MuSACo - Multimodal Subject-Specific Selection and Adaptation for Expression Recognition with Co-Training
2026
- WACV 2026: IEEE Winter Conf. on Applications of Computer Vision, Tucson, Arizona, USA, 2026
Leveraging Multimodality for Personalized Expression Recognition
Published in WACV 2026: IEEE Winter Conf. on Applications of Computer Vision
🔍 Problem Overview
Personalized expression recognition (ER) involves adapting machine learning models to subject-specific data to improve recognition of expressions with considerable inter-personal variability. While Multi-Source Domain Adaptation (MSDA) can improve robustness by treating subjects as domains, current state-of-the-art methods often overlook multimodal information or blend sources into a single domain. This limits subject diversity and fails to explicitly capture unique subject-specific characteristics.

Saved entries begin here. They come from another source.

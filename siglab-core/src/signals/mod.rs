//! Signal evaluation: named boolean facts about one bar.
//!
//! Signals read the series and its precomputed frame, nothing else. A
//! report is produced fresh on every evaluation and carries no identity
//! beyond its kind and the bar it was evaluated at.

pub mod cross;
pub mod evaluator;

pub use cross::{crossed_above, crossed_above_strict, crossed_below, crossed_below_strict};
pub use evaluator::{evaluate_signals, evaluate_signals_at, held_names, signal_kinds};

use chrono::NaiveDate;
use serde::{Deserialize, Serialize};
use std::fmt;

/// The fixed signal set, in evaluation order.
#[derive(Debug, Clone, Copy, PartialEq, Eq, Hash, Serialize, Deserialize)]
#[serde(tag = "kind", rename_all = "snake_case")]
pub enum SignalKind {
    MaCrossAbove { fast: usize, slow: usize },
    MaCrossBelow { fast: usize, slow: usize },
    MacdBullishCross,
    MacdBearishCross,
    RsiOversoldBounce,
    RsiOverboughtPullback,
    VolumeBreakout,
    NDayHigh { n: usize },
    NDayLow { n: usize },
}

impl SignalKind {
    /// Stable machine name, e.g. `MA5_cross_above_MA10` or `60_day_high`.
    pub fn name(&self) -> String {
        match self {
            SignalKind::MaCrossAbove { fast, slow } => format!("MA{fast}_cross_above_MA{slow}"),
            SignalKind::MaCrossBelow { fast, slow } => format!("MA{fast}_cross_below_MA{slow}"),
            SignalKind::MacdBullishCross => "MACD_bullish_cross".into(),
            SignalKind::MacdBearishCross => "MACD_bearish_cross".into(),
            SignalKind::RsiOversoldBounce => "RSI_oversold_bounce".into(),
            SignalKind::RsiOverboughtPullback => "RSI_overbought_pullback".into(),
            SignalKind::VolumeBreakout => "volume_breakout".into(),
            SignalKind::NDayHigh { n } => format!("{n}_day_high"),
            SignalKind::NDayLow { n } => format!("{n}_day_low"),
        }
    }

    /// Short label used in prompts and tables. The golden/death cross terms
    /// are the ones A-share readers expect.
    pub fn label(&self) -> String {
        match self {
            SignalKind::MaCrossAbove { fast, slow } => format!("MA{fast}/MA{slow} golden cross"),
            SignalKind::MaCrossBelow { fast, slow } => format!("MA{fast}/MA{slow} death cross"),
            SignalKind::MacdBullishCross => "MACD golden cross".into(),
            SignalKind::MacdBearishCross => "MACD death cross".into(),
            SignalKind::RsiOversoldBounce => "RSI oversold rebound".into(),
            SignalKind::RsiOverboughtPullback => "RSI overbought pullback".into(),
            SignalKind::VolumeBreakout => "volume breakout".into(),
            SignalKind::NDayHigh { n } => format!("{n}-day high"),
            SignalKind::NDayLow { n } => format!("{n}-day low"),
        }
    }
}

impl fmt::Display for SignalKind {
    fn fmt(&self, f: &mut fmt::Formatter<'_>) -> fmt::Result {
        f.write_str(&self.name())
    }
}

/// Outcome of one signal at one bar.
#[derive(Debug, Clone, Copy, PartialEq, Eq, Serialize, Deserialize)]
#[serde(rename_all = "snake_case")]
pub enum SignalStatus {
    Holds,
    NotHeld,
    /// A compared value was missing (too little history, or index out of range).
    InsufficientData,
}

/// One evaluated signal with a human-readable justification.
///
/// The explanation quotes the values that were actually compared.
#[derive(Debug, Clone, PartialEq, Serialize, Deserialize)]
pub struct SignalReport {
    pub kind: SignalKind,
    pub name: String,
    pub bar_index: usize,
    pub date: Option<NaiveDate>,
    pub status: SignalStatus,
    pub explanation: String,
}

impl SignalReport {
    pub fn holds(&self) -> bool {
        self.status == SignalStatus::Holds
    }

    pub fn is_insufficient(&self) -> bool {
        self.status == SignalStatus::InsufficientData
    }
}
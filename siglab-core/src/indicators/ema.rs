//! Exponential Moving Average (EMA).
//!
//! Recursive: EMA[t] = alpha * close[t] + (1 - alpha) * EMA[t-1],
//! alpha = 2 / (span + 1).
//! Seed: EMA[0] = close[0]. The series is defined from the first bar, which
//! is what A-share charting packages show for MACD; there is no SMA warmup.
//! Lookback: 0.

use super::Indicator;
use crate::domain::Bar;

#[derive(Debug, Clone)]
pub struct Ema {
    span: usize,
    name: String,
}

impl Ema {
    pub fn new(span: usize) -> Self {
        assert!(span >= 1, "EMA span must be >= 1");
        Self {
            span,
            name: format!("ema_{span}"),
        }
    }

    pub fn alpha(&self) -> f64 {
        2.0 / (self.span as f64 + 1.0)
    }
}

impl Indicator for Ema {
    fn name(&self) -> &str {
        &self.name
    }

    fn lookback(&self) -> usize {
        0
    }

    fn compute(&self, bars: &[Bar]) -> Vec<f64> {
        let closes: Vec<f64> = bars.iter().map(|b| b.close).collect();
        ema_of_series(&closes, self.span)
    }
}

/// Compute EMA values from a pre-extracted f64 slice, seeded with the first
/// value. Used by MACD for both the price EMAs and the DEA line.
///
/// Leading NaNs are skipped: the seed is the first finite value. A NaN after
/// the seed taints every later output.
pub fn ema_of_series(values: &[f64], span: usize) -> Vec<f64> {
    let n = values.len();
    let mut result = vec![f64::NAN; n];
    if span == 0 {
        return result;
    }

    let Some(start) = values.iter().position(|v| v.is_finite()) else {
        return result;
    };

    let alpha = 2.0 / (span as f64 + 1.0);
    let mut prev = values[start];
    result[start] = prev;

    for i in (start + 1)..n {
        if !values[i].is_finite() {
            return result;
        }
        let ema = alpha * values[i] + (1.0 - alpha) * prev;
        result[i] = ema;
        prev = ema;
    }

    result
}

#[cfg(test)]
mod tests {
    use super::*;
    use crate::domain::bars_from_closes;
    use crate::indicators::{assert_approx, DEFAULT_EPSILON};

    #[test]
    fn ema_span_1_equals_close() {
        let bars = bars_from_closes(&[100.0, 200.0, 300.0]);
        let result = Ema::new(1).compute(&bars);
        assert_eq!(result, vec![100.0, 200.0, 300.0]);
    }

    #[test]
    fn ema_3_known_values() {
        // alpha = 2/(3+1) = 0.5
        // EMA[0] = 10
        // EMA[1] = 0.5*11 + 0.5*10 = 10.5
        // EMA[2] = 0.5*12 + 0.5*10.5 = 11.25
        // EMA[3] = 0.5*13 + 0.5*11.25 = 12.125
        let bars = bars_from_closes(&[10.0, 11.0, 12.0, 13.0]);
        let result = Ema::new(3).compute(&bars);
        assert_approx(result[0], 10.0, DEFAULT_EPSILON);
        assert_approx(result[1], 10.5, DEFAULT_EPSILON);
        assert_approx(result[2], 11.25, DEFAULT_EPSILON);
        assert_approx(result[3], 12.125, DEFAULT_EPSILON);
    }

    #[test]
    fn ema_defined_on_single_bar() {
        let bars = bars_from_closes(&[42.0]);
        assert_eq!(Ema::new(26).compute(&bars), vec![42.0]);
    }

    #[test]
    fn ema_of_series_skips_leading_nan() {
        let result = ema_of_series(&[f64::NAN, f64::NAN, 4.0, 6.0], 3);
        assert!(result[0].is_nan());
        assert!(result[1].is_nan());
        assert_approx(result[2], 4.0, DEFAULT_EPSILON);
        assert_approx(result[3], 5.0, DEFAULT_EPSILON);
    }

    #[test]
    fn ema_of_series_nan_after_seed_propagates() {
        let result = ema_of_series(&[1.0, 2.0, f64::NAN, 4.0], 3);
        assert!(!result[1].is_nan());
        assert!(result[2].is_nan());
        assert!(result[3].is_nan());
    }

    #[test]
    fn flat_input_stays_flat() {
        let result = ema_of_series(&[7.0; 50], 12);
        assert!(result.iter().all(|&v| v == 7.0));
    }
}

Figure 1 compares different approaches:
-
(a) Unimodal MSDA: Aligns sources within a single modality, which often reduces accuracy.
-
(b) Multimodal UDA (Blending): Blends sources into a single domain, failing to exploit subject-specific diversity.
-
(c) MuSACo (Ours): Selects relevant sources per modality using co-training and aligns them using both class-aware and class-agnostic losses.
Existing methods often fail to generalize for subtle expressions and across diverse individuals due to variations in cultural and individual expressiveness.

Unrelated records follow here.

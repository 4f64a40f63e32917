//! Relative Strength Index (RSI).
//!
//! Uses Wilder smoothing of average gains and average losses.
//! RSI = 100 - 100 / (1 + avg_gain / avg_loss)
//! Seed: plain mean of the first `period` close-to-close changes.
//! Lookback: period.
//! Edge cases: avg_loss == 0 → RSI = 100; avg_gain == 0 → RSI = 0;
//! both zero (flat window) → RSI = 50.

use super::Indicator;
use crate::domain::Bar;

#[derive(Debug, Clone)]
pub struct Rsi {
    period: usize,
    name: String,
}

impl Rsi {
    pub fn new(period: usize) -> Self {
        assert!(period >= 1, "RSI period must be >= 1");
        Self {
            period,
            name: format!("rsi_{period}"),
        }
    }
}

impl Indicator for Rsi {
    fn name(&self) -> &str {
        &self.name
    }

    fn lookback(&self) -> usize {
        self.period
    }

    fn compute(&self, bars: &[Bar]) -> Vec<f64> {
        let n = bars.len();
        let mut result = vec![f64::NAN; n];

        if n <= self.period {
            return result;
        }

        let mut changes = vec![f64::NAN; n];
        for i in 1..n {
            changes[i] = bars[i].close - bars[i - 1].close;
        }

        let mut avg_gain = 0.0;
        let mut avg_loss = 0.0;
        for &ch in &changes[1..=self.period] {
            if ch.is_nan() {
                return result;
            }
            if ch > 0.0 {
                avg_gain += ch;
            } else {
                avg_loss -= ch;
            }
        }
        avg_gain /= self.period as f64;
        avg_loss /= self.period as f64;

        result[self.period] = rsi_from_averages(avg_gain, avg_loss);

        let alpha = 1.0 / self.period as f64;
        for i in (self.period + 1)..n {
            if changes[i].is_nan() {
                return result;
            }

            let gain = changes[i].max(0.0);
            let loss = (-changes[i]).max(0.0);

            avg_gain = alpha * gain + (1.0 - alpha) * avg_gain;
            avg_loss = alpha * loss + (1.0 - alpha) * avg_loss;

            result[i] = rsi_from_averages(avg_gain, avg_loss);
        }

        result
    }
}

/// RSI from smoothed averages, with the zero-division policy applied.
pub fn rsi_from_averages(avg_gain: f64, avg_loss: f64) -> f64 {
    if avg_loss == 0.0 && avg_gain == 0.0 {
        50.0
    } else if avg_loss == 0.0 {
        100.0
    } else if avg_gain == 0.0 {
        0.0
    } else {
        100.0 - 100.0 / (1.0 + avg_gain / avg_loss)
    }
}
//! Win-rate statistics: pure functions over a trade list.
//!
//! Counts of zero always produce 0.0 rates, never NaN.

use std::collections::BTreeMap;

use serde::{Deserialize, Serialize};

use crate::domain::{CrossDirection, TradeRecord};

/// Aggregate outcome of one crossover direction.
#[derive(Debug, Clone, Copy, PartialEq, Default, Serialize, Deserialize)]
pub struct KindSummary {
    pub occurrence_count: usize,
    pub wins: usize,
    /// wins / occurrence_count, in [0, 1].
    pub win_rate: f64,
    pub mean_return: f64,
}

impl KindSummary {
    pub fn from_trades<'a>(trades: impl IntoIterator<Item = &'a TradeRecord>) -> Self {
        let trades: Vec<&TradeRecord> = trades.into_iter().collect();
        Self {
            occurrence_count: trades.len(),
            wins: trades.iter().filter(|t| t.win).count(),
            win_rate: win_rate(trades.iter().copied()),
            mean_return: mean_return(trades.iter().copied()),
        }
    }

    pub fn win_rate_pct(&self) -> String {
        format!("{:.2}%", self.win_rate * 100.0)
    }
}

/// One entry per direction, both always present.
pub fn summarize(trades: &[TradeRecord]) -> BTreeMap<CrossDirection, KindSummary> {
    CrossDirection::ALL
        .iter()
        .map(|&dir| {
            let summary = KindSummary::from_trades(trades.iter().filter(|t| t.signal_kind == dir));
            (dir, summary)
        })
        .collect()
}

/// Fraction of winning trades. 0.0 for an empty list.
pub fn win_rate<'a>(trades: impl IntoIterator<Item = &'a TradeRecord>) -> f64 {
    let (wins, total) = trades
        .into_iter()
        .fold((0usize, 0usize), |(w, n), t| (w + usize::from(t.win), n + 1));
    if total == 0 {
        return 0.0;
    }
    wins as f64 / total as f64
}

/// Arithmetic mean of `ret`. 0.0 for an empty list.
pub fn mean_return<'a>(trades: impl IntoIterator<Item = &'a TradeRecord>) -> f64 {
    let (sum, total) = trades
        .into_iter()
        .fold((0.0, 0usize), |(s, n), t| (s + t.ret, n + 1));
    if total == 0 {
        return 0.0;
    }
    sum / total as f64
}

#[cfg(test)]
mod tests {
    use super::*;
    use chrono::NaiveDate;

    fn trade(dir: CrossDirection, ret: f64) -> TradeRecord {
        let d = NaiveDate::from_ymd_opt(2024, 5, 6).unwrap();
        TradeRecord {
            signal_kind: dir,
            entry_index: 0,
            entry_date: d,
            entry_price: 10.0,
            exit_index: 5,
            exit_date: d,
            exit_price: 10.0 * (1.0 + ret),
            ret,
            win: dir.is_win(ret),
        }
    }

    #[test]
    fn win_rate_arithmetic() {
        let trades = vec![
            trade(CrossDirection::Bullish, 0.05),
            trade(CrossDirection::Bullish, -0.02),
            trade(CrossDirection::Bullish, 0.01),
        ];
        let summary = summarize(&trades);
        let bull = summary[&CrossDirection::Bullish];
        assert_eq!(bull.occurrence_count, 3);
        assert_eq!(bull.wins, 2);
        assert!((bull.win_rate - 2.0 / 3.0).abs() < 1e-12);
        assert!((bull.mean_return - 0.04 / 3.0).abs() < 1e-12);
        assert_eq!(bull.win_rate_pct(), "66.67%");
    }

    #[test]
    fn empty_is_zero_not_nan() {
        let summary = summarize(&[]);
        assert_eq!(summary.len(), 2);
        for s in summary.values() {
            assert_eq!(s.occurrence_count, 0);
            assert_eq!(s.win_rate, 0.0);
            assert_eq!(s.mean_return, 0.0);
        }
    }

    #[test]
    fn bearish_wins_on_decline() {
        let trades = vec![
            trade(CrossDirection::Bearish, -0.03),
            trade(CrossDirection::Bearish, 0.0),
        ];
        let s = summarize(&trades)[&CrossDirection::Bearish];
        assert_eq!(s.wins, 1);
        assert_eq!(s.win_rate, 0.5);
    }
}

💡 Our Proposed Method: MuSACo
We introduce MuSACo, a Multimodal Subject-Specific Selection and Adaptation method based on Co-Training. It leverages complementary information across modalities (e.g., visual and physiological) and selects relevant source subjects for adaptation.
The method consists of three key stages
1️⃣ Source Selection via Co-Training
To address the challenge of leveraging multiple source subjects, MuSACo selects sources most relevant to the target.

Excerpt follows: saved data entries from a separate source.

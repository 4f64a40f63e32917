//! Analysis configuration and parameter validation.
//!
//! Everything the engine needs is passed in explicitly through
//! `AnalysisConfig`; nothing is read from globals or the environment.
//! Invalid parameters are caller errors and are rejected here, before any
//! indicator is computed.

use serde::{Deserialize, Serialize};
use thiserror::Error;

use crate::indicators::{IndicatorParams, MacdParams};

/// Caller errors in analysis parameters.
#[derive(Debug, Clone, PartialEq, Error)]
pub enum ParamError {
    #[error("{name} must be >= 1 (got 0)")]
    ZeroWindow { name: &'static str },

    #[error("holding_days ({holding_days}) must be less than lookback ({lookback})")]
    HoldingExceedsLookback { holding_days: usize, lookback: usize },

    #[error("fast window ({fast}) must be shorter than slow window ({slow}) for {name}")]
    FastNotShorter {
        name: &'static str,
        fast: usize,
        slow: usize,
    },

    #[error("MA window {window} used by {name} is not listed in ma_windows {ma_windows:?}")]
    MissingMaWindow {
        name: &'static str,
        window: usize,
        ma_windows: Vec<usize>,
    },

    #[error("threshold {name} must be a positive finite number (got {value})")]
    InvalidThreshold { name: &'static str, value: f64 },

    #[error("RSI thresholds must satisfy 0 < oversold ({oversold}) < overbought ({overbought}) < 100")]
    RsiBands { oversold: f64, overbought: f64 },
}

/// Fast/slow MA pair for the MA crossover signals.
#[derive(Debug, Clone, Copy, PartialEq, Eq, Serialize, Deserialize)]
#[serde(default)]
pub struct MaCross {
    pub fast: usize,
    pub slow: usize,
}

impl Default for MaCross {
    fn default() -> Self {
        Self { fast: 5, slow: 10 }
    }
}

/// Numeric thresholds of the fixed signal set.
#[derive(Debug, Clone, Copy, PartialEq, Serialize, Deserialize)]
#[serde(default)]
pub struct SignalThresholds {
    pub rsi_oversold: f64,
    pub rsi_overbought: f64,
    /// Today's volume must exceed this multiple of the prior-window mean.
    pub volume_multiple: f64,
    /// Close-to-close change today must exceed this fraction.
    pub price_change_floor: f64,
}

impl Default for SignalThresholds {
    fn default() -> Self {
        Self {
            rsi_oversold: 30.0,
            rsi_overbought: 70.0,
            volume_multiple: 1.5,
            price_change_floor: 0.02,
        }
    }
}

/// Which crossover family the backtest scans for.
#[derive(Debug, Clone, Copy, PartialEq, Eq, Serialize, Deserialize)]
#[serde(tag = "type", rename_all = "snake_case")]
pub enum BacktestSignal {
    /// DIF against DEA.
    MacdCross,
    /// Fast MA against slow MA.
    MaCross { fast: usize, slow: usize },
}

impl BacktestSignal {
    pub fn label(&self) -> String {
        match self {
            BacktestSignal::MacdCross => "MACD".to_string(),
            BacktestSignal::MaCross { fast, slow } => format!("MA{fast}/MA{slow}"),
        }
    }
}

/// Backtest window and holding period.
#[derive(Debug, Clone, Copy, PartialEq, Eq, Serialize, Deserialize)]
#[serde(default)]
pub struct BacktestParams {
    pub signal: BacktestSignal,
    /// Trailing bars of usable history to scan.
    pub lookback: usize,
    /// Bars between entry and exit.
    pub holding_days: usize,
}

impl Default for BacktestParams {
    fn default() -> Self {
        Self {
            signal: BacktestSignal::MacdCross,
            lookback: 120,
            holding_days: 5,
        }
    }
}

impl BacktestParams {
    pub fn validate(&self) -> Result<(), ParamError> {
        if self.lookback == 0 {
            return Err(ParamError::ZeroWindow { name: "lookback" });
        }
        if self.holding_days == 0 {
            return Err(ParamError::ZeroWindow {
                name: "holding_days",
            });
        }
        if self.holding_days >= self.lookback {
            return Err(ParamError::HoldingExceedsLookback {
                holding_days: self.holding_days,
                lookback: self.lookback,
            });
        }
        if let BacktestSignal::MaCross { fast, slow } = self.signal {
            check_window("backtest fast MA", fast)?;
            check_window("backtest slow MA", slow)?;
            if fast >= slow {
                return Err(ParamError::FastNotShorter {
                    name: "backtest MA cross",
                    fast,
                    slow,
                });
            }
        }
        Ok(())
    }
}

/// Full parameterization of one analysis request.
#[derive(Debug, Clone, PartialEq, Serialize, Deserialize)]
#[serde(default)]
pub struct AnalysisConfig {
    pub ma_windows: Vec<usize>,
    pub ma_cross: MaCross,
    pub rsi_window: usize,
    pub macd: MacdParams,
    /// N for the N-day high/low signals.
    pub extrema_window: usize,
    /// Bars averaged for the volume breakout baseline.
    pub volume_window: usize,
    pub thresholds: SignalThresholds,
    pub backtest: BacktestParams,
}

impl Default for AnalysisConfig {
    fn default() -> Self {
        let indicators = IndicatorParams::default();
        Self {
            ma_windows: indicators.ma_windows,
            ma_cross: MaCross::default(),
            rsi_window: indicators.rsi_window,
            macd: indicators.macd,
            extrema_window: indicators.extrema_window,
            volume_window: indicators.volume_window,
            thresholds: SignalThresholds::default(),
            backtest: BacktestParams::default(),
        }
    }
}

impl AnalysisConfig {
    /// Reject caller errors: zero windows, inverted fast/slow pairs,
    /// `holding_days >= lookback`, MA windows used but not computed, and
    /// out-of-range thresholds.
    pub fn validate(&self) -> Result<(), ParamError> {
        for &window in &self.ma_windows {
            check_window("ma_windows entry", window)?;
        }
        check_window("rsi_window", self.rsi_window)?;
        check_window("macd.fast", self.macd.fast)?;
        check_window("macd.slow", self.macd.slow)?;
        check_window("macd.signal", self.macd.signal)?;
        check_window("extrema_window", self.extrema_window)?;
        check_window("volume_window", self.volume_window)?;

        if self.macd.fast >= self.macd.slow {
            return Err(ParamError::FastNotShorter {
                name: "MACD",
                fast: self.macd.fast,
                slow: self.macd.slow,
            });
        }
        if self.ma_cross.fast >= self.ma_cross.slow {
            return Err(ParamError::FastNotShorter {
                name: "MA cross",
                fast: self.ma_cross.fast,
                slow: self.ma_cross.slow,
            });
        }
        self.require_ma_window("ma_cross", self.ma_cross.fast)?;
        self.require_ma_window("ma_cross", self.ma_cross.slow)?;

        let t = &self.thresholds;
        check_threshold("volume_multiple", t.volume_multiple)?;
        check_threshold("price_change_floor", t.price_change_floor)?;
        if !(t.rsi_oversold > 0.0 && t.rsi_oversold < t.rsi_overbought && t.rsi_overbought < 100.0)
        {
            return Err(ParamError::RsiBands {
                oversold: t.rsi_oversold,
                overbought: t.rsi_overbought,
            });
        }

        self.backtest.validate()?;
        if let BacktestSignal::MaCross { fast, slow } = self.backtest.signal {
            self.require_ma_window("backtest", fast)?;
            self.require_ma_window("backtest", slow)?;
        }
        Ok(())
    }

    /// The subset of parameters the Indicator Engine consumes.
    pub fn indicator_params(&self) -> IndicatorParams {
        IndicatorParams {
            ma_windows: self.ma_windows.clone(),
            rsi_window: self.rsi_window,
            macd: self.macd,
            extrema_window: self.extrema_window,
            volume_window: self.volume_window,
        }
    }

    fn require_ma_window(&self, name: &'static str, window: usize) -> Result<(), ParamError> {
        if self.ma_windows.contains(&window) {
            Ok(())
        } else {
            Err(ParamError::MissingMaWindow {
                name,
                window,
                ma_windows: self.ma_windows.clone(),
            })
        }
    }
}

fn check_window(name: &'static str, window: usize) -> Result<(), ParamError> {
    if window == 0 {
        Err(ParamError::ZeroWindow { name })
    } else {
        Ok(())
    }
}

fn check_threshold(name: &'static str, value: f64) -> Result<(), ParamError> {
    if value.is_finite() && value > 0.0 {
        Ok(())
    } else {
        Err(ParamError::InvalidThreshold { name, value })
    }
}

#[cfg(test)]
mod tests {
    use super::*;

    #[test]
    fn default_config_is_valid() {
        assert_eq!(AnalysisConfig::default().validate(), Ok(()));
    }

    #[test]
    fn holding_days_must_be_below_lookback() {
        let mut cfg = AnalysisConfig::default();
        cfg.backtest.lookback = 10;
        cfg.backtest.holding_days = 10;
        assert_eq!(
            cfg.validate(),
            Err(ParamError::HoldingExceedsLookback {
                holding_days: 10,
                lookback: 10
            })
        );
    }

    #[test]
    fn zero_windows_rejected() {
        let mut cfg = AnalysisConfig::default();
        cfg.ma_windows = vec![5, 0, 10];
        assert!(matches!(cfg.validate(), Err(ParamError::ZeroWindow { .. })));

        let mut cfg = AnalysisConfig::default();
        cfg.rsi_window = 0;
        assert_eq!(
            cfg.validate(),
            Err(ParamError::ZeroWindow { name: "rsi_window" })
        );

        let mut cfg = AnalysisConfig::default();
        cfg.backtest.holding_days = 0;
        assert!(matches!(cfg.validate(), Err(ParamError::ZeroWindow { .. })));
    }

    #[test]
    fn ma_cross_must_use_configured_windows() {
        let mut cfg = AnalysisConfig::default();
        cfg.ma_cross = MaCross { fast: 5, slow: 30 };
        assert!(matches!(
            cfg.validate(),
            Err(ParamError::MissingMaWindow { window: 30, .. })
        ));
    }

    #[test]
    fn inverted_pairs_rejected() {
        let mut cfg = AnalysisConfig::default();
        cfg.macd = MacdParams {
            fast: 26,
            slow: 12,
            signal: 9,
        };
        assert!(matches!(
            cfg.validate(),
            Err(ParamError::FastNotShorter { name: "MACD", .. })
        ));

        let mut cfg = AnalysisConfig::default();
        cfg.backtest.signal = BacktestSignal::MaCross { fast: 10, slow: 5 };
        assert!(matches!(
            cfg.validate(),
            Err(ParamError::FastNotShorter { .. })
        ));
    }

    #[test]
    fn thresholds_checked() {
        let mut cfg = AnalysisConfig::default();
        cfg.thresholds.volume_multiple = f64::NAN;
        assert!(matches!(
            cfg.validate(),
            Err(ParamError::InvalidThreshold { .. })
        ));

        let mut cfg = AnalysisConfig::default();
        cfg.thresholds.rsi_oversold = 80.0;
        assert!(matches!(cfg.validate(), Err(ParamError::RsiBands { .. })));
    }

    #[test]
    fn backtest_signal_serde_tagging() {
        let json = serde_json::to_string(&BacktestSignal::MaCross { fast: 5, slow: 10 }).unwrap();
        assert_eq!(json, r#"{"type":"ma_cross","fast":5,"slow":10}"#);
        let back: BacktestSignal = serde_json::from_str(r#"{"type":"macd_cross"}"#).unwrap();
        assert_eq!(back, BacktestSignal::MacdCross);
    }

    #[test]
    fn partial_json_uses_defaults() {
        let cfg: AnalysisConfig = serde_json::from_str(r#"{"rsi_window": 6}"#).unwrap();
        assert_eq!(cfg.rsi_window, 6);
        assert_eq!(cfg.ma_windows, vec![5, 10, 20]);
        assert_eq!(cfg.backtest.holding_days, 5);
    }
}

- We estimate similarity scores between source and target subjects using embeddings from each modality.
- Using a co-training strategy, sources that produce high similarity scores in either modality are selected.
- A threshold is applied to filter out less relevant sources, ensuring only the most informative subjects are used.
2️⃣ Dual-Loss Domain Alignment
MuSACo employs a robust alignment process using target Pseudo-Labels (PLs):
✔ Generating Target Pseudo-Labels (PLs)
PLs are generated by selecting predictions from the dominant modality (e.g., visual or physiological) based on probability scores. This ensures diversity in feature representations.
✔ Class-Aware & Class-Agnostic Alignment
- Class-Aware Loss: We use confident target samples (selected via threshold) to minimize distribution mismatch through class-aware alignment.
- Class-Agnostic Loss: To utilize useful but less confident samples (which are often discarded), we introduce a class-agnostic loss that aligns non-confident target samples with the source.
3️⃣ Disentanglement & Fusion
To improve generalization:
Disentanglement: We use an entropy-based estimator (KNIFE) to disentangle identity-related information from expression-specific features.
Modality Alignment: Features from different modalities are concatenated for each selected source and confident target subject, then processed through a fusion module.
Overview of the MuSACo architecture, illustrating the co-training loop, source selection, and alignment modules.
📈 Results
We evaluated MuSACo on three multimodal datasets: BioVid (pain), StressID (stress), and BAH (ambivalence/hesitancy).
Key Findings:
- BioVid: MuSACo achieved 43.8% Avg Acc, outperforming Unimodal MSDA (34.7%) and Blended UDA (36.3%).
- StressID: Achieved an overall gain of 15.6% over the lower bound and consistently outperformed state-of-the-art MSDA methods.
- BAH: In uncontrolled, real-world settings, MuSACo surpassed all baselines, achieving 69.9% Average Acc.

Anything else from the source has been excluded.